The astronaut has actually died during the mission, but the space agency haven't told his parents to not make them feel sad. Instead they have secretly created an android lookalike, that they take to meet the parents.

After the "astronaut" goes into his spaceship and leaves Earth again, we learn that the parents were also robots -- because they had died a few years ago, and the Earth execs of the space agency didn't want to let the hero astronaut know that and be sad.

1 Answer 1


This may be "And Miles to Go Before I Sleep" (1958) (also known as "But I Have Promises to Keep...") by William F. Nolan, which was first published in Infinity Science Fiction, August 1958 and is available at the Internet Archive.

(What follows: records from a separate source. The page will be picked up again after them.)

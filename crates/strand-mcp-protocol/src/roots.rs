//! Types for the MCP roots feature.
//!
//! Roots are filesystem-or-URI boundaries the client advertises to the
//! server; servers query them with `roots/list` and hear about changes via
//! `notifications/roots/list_changed`.

use serde::{Deserialize, Serialize};

/// One root boundary.
#[derive(Debug, Clone, PartialEq, Serialize, Deserialize)]
#[serde(rename_all = "camelCase")]
pub struct Root {
    pub uri: String,
    #[serde(skip_serializing_if = "Option::is_none")]
    pub name: Option<String>,
}

impl Root {
    pub fn new(uri: impl Into<String>) -> Self {
        Self {
            uri: uri.into(),
            name: None,
        }
    }

    pub fn with_name(mut self, name: impl Into<String>) -> Self {
        self.name = Some(name.into());
        self
    }
}

/// Result of `roots/list`.
#[derive(Debug, Clone, PartialEq, Serialize, Deserialize)]
#[serde(rename_all = "camelCase")]
pub struct ListRootsResult {
    pub roots: Vec<Root>,
}

impl ListRootsResult {
    pub fn new(roots: Vec<Root>) -> Self {
        Self { roots }
    }
}
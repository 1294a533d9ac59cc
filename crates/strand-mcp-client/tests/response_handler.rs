//! Client behavior against a scripted in-memory transport: the initialize
//! handshake, change-notification fan-out, and inbound request handling for
//! roots and sampling.

use async_trait::async_trait;
use serde_json::json;
use std::sync::{Arc, Mutex};
use std::time::Duration;
use tokio::sync::Notify;

use strand_mcp_client::{ClientError, McpClient, McpClientBuilder};
use strand_mcp_protocol::jsonrpc::error_codes;
use strand_mcp_protocol::{
    methods, ClientCapabilities, Content, CreateMessageResult, Implementation, InitializeResult,
    JsonRpcMessage, JsonRpcNotification, JsonRpcRequest, JsonRpcResponse, ProtocolVersion,
    RequestId, Role, Root, ServerCapabilities, StopReason, Tool,
};
use strand_mcp_session::{InboundHandler, McpError, Transport, TransportError};

#[derive(Clone)]
struct MockTransport(Arc<MockInner>);

struct MockInner {
    handler: Mutex<Option<InboundHandler>>,
    sent: Mutex<Vec<JsonRpcMessage>>,
    sent_signal: Notify,
}

impl MockTransport {
    fn new() -> Self {
        Self(Arc::new(MockInner {
            handler: Mutex::new(None),
            sent: Mutex::new(Vec::new()),
            sent_signal: Notify::new(),
        }))
    }

    fn sent(&self) -> Vec<JsonRpcMessage> {
        self.0.sent.lock().unwrap().clone()
    }

    async fn incoming(&self, message: JsonRpcMessage) {
        let handler = self
            .0
            .handler
            .lock()
            .unwrap()
            .clone()
            .expect("transport not started");
        handler(message).await;
    }

    async fn wait_for_sent(&self, count: usize) -> Vec<JsonRpcMessage> {
        let deadline = tokio::time::Instant::now() + Duration::from_secs(2);
        loop {
            {
                let sent = self.0.sent.lock().unwrap();
                if sent.len() >= count {
                    return sent.clone();
                }
            }
            let notified = self.0.sent_signal.notified();
            if tokio::time::Instant::now() > deadline {
                panic!("expected {} sent messages, got {:?}", count, self.sent());
            }
            let _ = tokio::time::timeout(Duration::from_millis(50), notified).await;
        }
    }
}

#[async_trait]
impl Transport for MockTransport {
    async fn start(&self, handler: InboundHandler) -> Result<(), TransportError> {
        *self.0.handler.lock().unwrap() = Some(handler);
        Ok(())
    }

    async fn send(&self, message: JsonRpcMessage) -> Result<(), TransportError> {
        self.0.sent.lock().unwrap().push(message);
        self.0.sent_signal.notify_waiters();
        Ok(())
    }

    async fn close_gracefully(&self) -> Result<(), TransportError> {
        Ok(())
    }
}

fn request_of(message: &JsonRpcMessage) -> &JsonRpcRequest {
    match message {
        JsonRpcMessage::Request(request) => request,
        other => panic!("expected request, got {:?}", other),
    }
}

fn response_of(message: &JsonRpcMessage) -> &JsonRpcResponse {
    match message {
        JsonRpcMessage::Response(response) => response,
        other => panic!("expected response, got {:?}", other),
    }
}

fn mock_init_result() -> InitializeResult {
    InitializeResult::new(
        ProtocolVersion::LATEST,
        ServerCapabilities::default()
            .with_tools(true)
            .with_resources(true, true),
        Implementation::new("test-server", "1.0.0"),
    )
    .with_instructions("Test instructions")
}

/// Run the handshake against the mock: answer the initialize request and
/// wait for the initialized notification.
async fn initialize(client: &McpClient, mock: &MockTransport) -> InitializeResult {
    let handshake = {
        let client = client.clone();
        tokio::spawn(async move { client.initialize().await })
    };
    let sent = mock.wait_for_sent(1).await;
    let request = request_of(&sent[0]);
    assert_eq!(request.method, methods::INITIALIZE);

    mock.incoming(
        JsonRpcResponse::success(
            request.id.clone(),
            serde_json::to_value(mock_init_result()).unwrap(),
        )
        .into(),
    )
    .await;

    let result = handshake.await.unwrap().unwrap();
    mock.wait_for_sent(2).await;
    result
}

#[tokio::test]
async fn successful_initialization() {
    let mock = MockTransport::new();
    let client = McpClientBuilder::new().connect(mock.clone()).await.unwrap();
    assert!(!client.is_initialized());

    let result = initialize(&client, &mock).await;

    // The last sent message is the initialized notification.
    let sent = mock.sent();
    assert_eq!(sent.len(), 2);
    match &sent[1] {
        JsonRpcMessage::Notification(notification) => {
            assert_eq!(notification.method, methods::NOTIFICATION_INITIALIZED)
        }
        other => panic!("expected notification, got {:?}", other),
    }

    assert_eq!(result.protocol_version, ProtocolVersion::LATEST.as_str());
    assert_eq!(result.instructions.as_deref(), Some("Test instructions"));
    assert!(client.is_initialized());
    assert_eq!(
        client.server_info(),
        Some(Implementation::new("test-server", "1.0.0"))
    );
    assert!(client.server_capabilities().unwrap().tools.is_some());
}

#[tokio::test]
async fn version_mismatch_fails_without_initialized_notification() {
    let mock = MockTransport::new();
    let client = McpClientBuilder::new().connect(mock.clone()).await.unwrap();

    let handshake = {
        let client = client.clone();
        tokio::spawn(async move { client.initialize().await })
    };
    let sent = mock.wait_for_sent(1).await;
    let request = request_of(&sent[0]);

    let mut stale = serde_json::to_value(mock_init_result()).unwrap();
    stale["protocolVersion"] = json!("1999-01-01");
    mock.incoming(JsonRpcResponse::success(request.id.clone(), stale).into())
        .await;

    let err = handshake.await.unwrap().unwrap_err();
    match err {
        ClientError::Session(McpError::VersionMismatch { actual, .. }) => {
            assert_eq!(actual, "1999-01-01")
        }
        other => panic!("expected version mismatch, got {:?}", other),
    }

    // No initialized notification was sent.
    tokio::time::sleep(Duration::from_millis(50)).await;
    assert_eq!(mock.sent().len(), 1);
    assert!(!client.is_initialized());
}

#[tokio::test]
async fn tools_change_notification_refreshes_and_fans_out() {
    let mock = MockTransport::new();
    let received: Arc<Mutex<Vec<Tool>>> = Arc::new(Mutex::new(Vec::new()));
    let sink = received.clone();
    let client = McpClientBuilder::new()
        .tools_change_consumer(move |tools| {
            let sink = sink.clone();
            async move {
                sink.lock().unwrap().extend(tools);
                Ok(())
            }
        })
        .connect(mock.clone())
        .await
        .unwrap();
    initialize(&client, &mock).await;

    mock.incoming(
        JsonRpcNotification::new(methods::NOTIFICATION_TOOLS_LIST_CHANGED, None).into(),
    )
    .await;

    // The client re-lists tools; answer with a one-element list.
    let sent = mock.wait_for_sent(3).await;
    let list_request = request_of(&sent[2]);
    assert_eq!(list_request.method, methods::TOOLS_LIST);
    mock.incoming(
        JsonRpcResponse::success(
            list_request.id.clone(),
            json!({"tools": [{"name": "t1", "description": "d", "inputSchema": "{}"}]}),
        )
        .into(),
    )
    .await;

    let deadline = tokio::time::Instant::now() + Duration::from_secs(2);
    while received.lock().unwrap().is_empty() && tokio::time::Instant::now() < deadline {
        tokio::time::sleep(Duration::from_millis(5)).await;
    }
    let tools = received.lock().unwrap().clone();
    assert_eq!(tools.len(), 1);
    assert_eq!(tools[0].name, "t1");
    assert_eq!(tools[0].description.as_deref(), Some("d"));
}

#[tokio::test]
async fn roots_list_request_is_answered_from_client_state() {
    let mock = MockTransport::new();
    let client = McpClientBuilder::new()
        .root(Root::new("file:///x").with_name("r"))
        .connect(mock.clone())
        .await
        .unwrap();
    initialize(&client, &mock).await;

    mock.incoming(JsonRpcRequest::new(RequestId::from("7"), methods::ROOTS_LIST, None).into())
        .await;

    let sent = mock.wait_for_sent(3).await;
    let response = response_of(&sent[2]);
    assert_eq!(response.id, RequestId::from("7"));
    assert!(response.error.is_none());
    assert_eq!(
        response.result,
        Some(json!({"roots": [{"uri": "file:///x", "name": "r"}]}))
    );
}

#[tokio::test]
async fn sampling_request_without_capability_is_method_not_found() {
    let mock = MockTransport::new();
    let client = McpClientBuilder::new()
        .capabilities(ClientCapabilities::default())
        .connect(mock.clone())
        .await
        .unwrap();
    initialize(&client, &mock).await;

    mock.incoming(
        JsonRpcRequest::new(
            RequestId::from("9"),
            methods::SAMPLING_CREATE_MESSAGE,
            Some(json!({"messages": [], "maxTokens": 10})),
        )
        .into(),
    )
    .await;

    let sent = mock.wait_for_sent(3).await;
    let response = response_of(&sent[2]);
    assert_eq!(response.id, RequestId::from("9"));
    assert!(response.result.is_none());
    let error = response.error.as_ref().unwrap();
    assert_eq!(error.code, error_codes::METHOD_NOT_FOUND);
    assert_eq!(error.message, "Method not found: sampling/createMessage");
}

#[tokio::test]
async fn sampling_request_is_answered_by_the_handler() {
    let mock = MockTransport::new();
    let client = McpClientBuilder::new()
        .capabilities(ClientCapabilities::default().with_sampling())
        .sampling_handler(|request| async move {
            let content = request.messages[0].content.clone();
            Ok(CreateMessageResult {
                role: Role::Assistant,
                content,
                model: "test-model".to_string(),
                stop_reason: Some(StopReason::EndTurn),
            })
        })
        .connect(mock.clone())
        .await
        .unwrap();
    initialize(&client, &mock).await;

    mock.incoming(
        JsonRpcRequest::new(
            RequestId::from("11"),
            methods::SAMPLING_CREATE_MESSAGE,
            Some(json!({
                "messages": [
                    {"role": "user", "content": {"type": "text", "text": "Test message"}}
                ],
                "systemPrompt": "Test system prompt",
                "includeContext": "none",
                "temperature": 0.7,
                "maxTokens": 100
            })),
        )
        .into(),
    )
    .await;

    let sent = mock.wait_for_sent(3).await;
    let response = response_of(&sent[2]);
    assert_eq!(response.id, RequestId::from("11"));
    assert!(response.error.is_none());
    let result: CreateMessageResult =
        serde_json::from_value(response.result.clone().unwrap()).unwrap();
    assert_eq!(result.role, Role::Assistant);
    assert_eq!(result.content, Content::text("Test message"));
    assert_eq!(result.model, "test-model");
    assert_eq!(result.stop_reason, Some(StopReason::EndTurn));
}

#[tokio::test]
async fn sampling_capability_without_handler_fails_fast() {
    let mock = MockTransport::new();
    let err = McpClientBuilder::new()
        .capabilities(ClientCapabilities::default().with_sampling())
        .connect(mock)
        .await
        .unwrap_err();
    assert!(matches!(err, ClientError::Session(McpError::Config(_))));
}

#[tokio::test]
async fn request_timeout_empties_pending_and_drops_late_response() {
    let mock = MockTransport::new();
    let client = McpClientBuilder::new()
        .request_timeout(Duration::from_millis(100))
        .connect(mock.clone())
        .await
        .unwrap();
    initialize(&client, &mock).await;

    let started = tokio::time::Instant::now();
    let err = client.ping().await.unwrap_err();
    assert!(matches!(err, ClientError::Session(McpError::Timeout)));
    assert!(started.elapsed() < Duration::from_millis(500));

    // A response arriving after the deadline is dropped.
    let sent = mock.wait_for_sent(3).await;
    let stale = request_of(&sent[2]);
    mock.incoming(JsonRpcResponse::success(stale.id.clone(), json!({})).into())
        .await;

    let call = {
        let client = client.clone();
        tokio::spawn(async move { client.ping().await })
    };
    let sent = mock.wait_for_sent(4).await;
    let request = request_of(&sent[3]);
    mock.incoming(JsonRpcResponse::success(request.id.clone(), json!({"alive": true})).into())
        .await;
    assert_eq!(call.await.unwrap().unwrap(), json!({"alive": true}));
}

#[tokio::test]
async fn roots_mutations_enforce_capability_and_uniqueness() {
    // Without the roots capability both mutations fail.
    let mock = MockTransport::new();
    let client = McpClientBuilder::new()
        .capabilities(ClientCapabilities::default())
        .connect(mock.clone())
        .await
        .unwrap();
    initialize(&client, &mock).await;

    let err = client.add_root(Root::new("file:///x")).await.unwrap_err();
    assert!(matches!(err, ClientError::CapabilityMissing("roots")));
    let err = client.remove_root("file:///x").await.unwrap_err();
    assert!(matches!(err, ClientError::CapabilityMissing("roots")));

    // With listChanged declared, mutations announce themselves.
    let mock = MockTransport::new();
    let client = McpClientBuilder::new()
        .capabilities(ClientCapabilities::default().with_roots(true))
        .connect(mock.clone())
        .await
        .unwrap();
    initialize(&client, &mock).await;

    client.add_root(Root::new("file:///x").with_name("r")).await.unwrap();
    let sent = mock.wait_for_sent(3).await;
    match &sent[2] {
        JsonRpcMessage::Notification(notification) => {
            assert_eq!(notification.method, methods::NOTIFICATION_ROOTS_LIST_CHANGED)
        }
        other => panic!("expected notification, got {:?}", other),
    }

    let err = client.add_root(Root::new("file:///x")).await.unwrap_err();
    assert!(matches!(err, ClientError::RootExists(uri) if uri == "file:///x"));

    client.remove_root("file:///x").await.unwrap();
    let err = client.remove_root("file:///x").await.unwrap_err();
    assert!(matches!(err, ClientError::RootNotFound(uri) if uri == "file:///x"));
}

This story was previously proposed as an answer to this other question (from which the above information is cribbed), but it was not accepted. However, it sounds like a very good match.

The protagonist is an astronaut who contracts an incurable illness (all bolding below is mine):

He had promised his parents that he would come home -- and he meant to keep that promise.

The doctors had shown him that it was impossible. They had charted his death; they had told him when his heart would stop beating, when his breathing would cease. Death, for Robert Murdock, was a certainty. His alien disease was incurable.

But they had listened to his plan. They had listened, and agreed.

The plan is to have a robot substitute for him on his return voyage:

Murdock smiled. He knew that a machine, however perfect, could not experience the emotion of sorrow, but it eased him to hear the words.

You will be fine, he thought. You will serve well in my place and my parents will never suspect that their son has not come home to them.

In the final paragraphs, it is strongly implied that the parents have hatched a similar plan for their son's benefit:

"Well," said a man at the fringe of the crowd, "there they go."

His companion sighed and shook his head. "I still don't think it's right somehow. It just doesn't seem right to me."

"It's what they wanted, isn't it?" asked the other. "It's what they wrote in their wills. They vowed their son would never come home to death. In another month he'll be gone anyway. Back for another twenty years. Why ruin it all for him?" The man paused, shading his eyes against the sun. "And they are perfect, aren't they? He'll never know."

  • Yes, that's exactly it, I remembered the title now (from the poem)!
    – Hejazzman
    Feb 8, 2019 at 8:27
  • @Hejazzman, Great! Thank you for formally accepting the answer, and welcome to the Stack.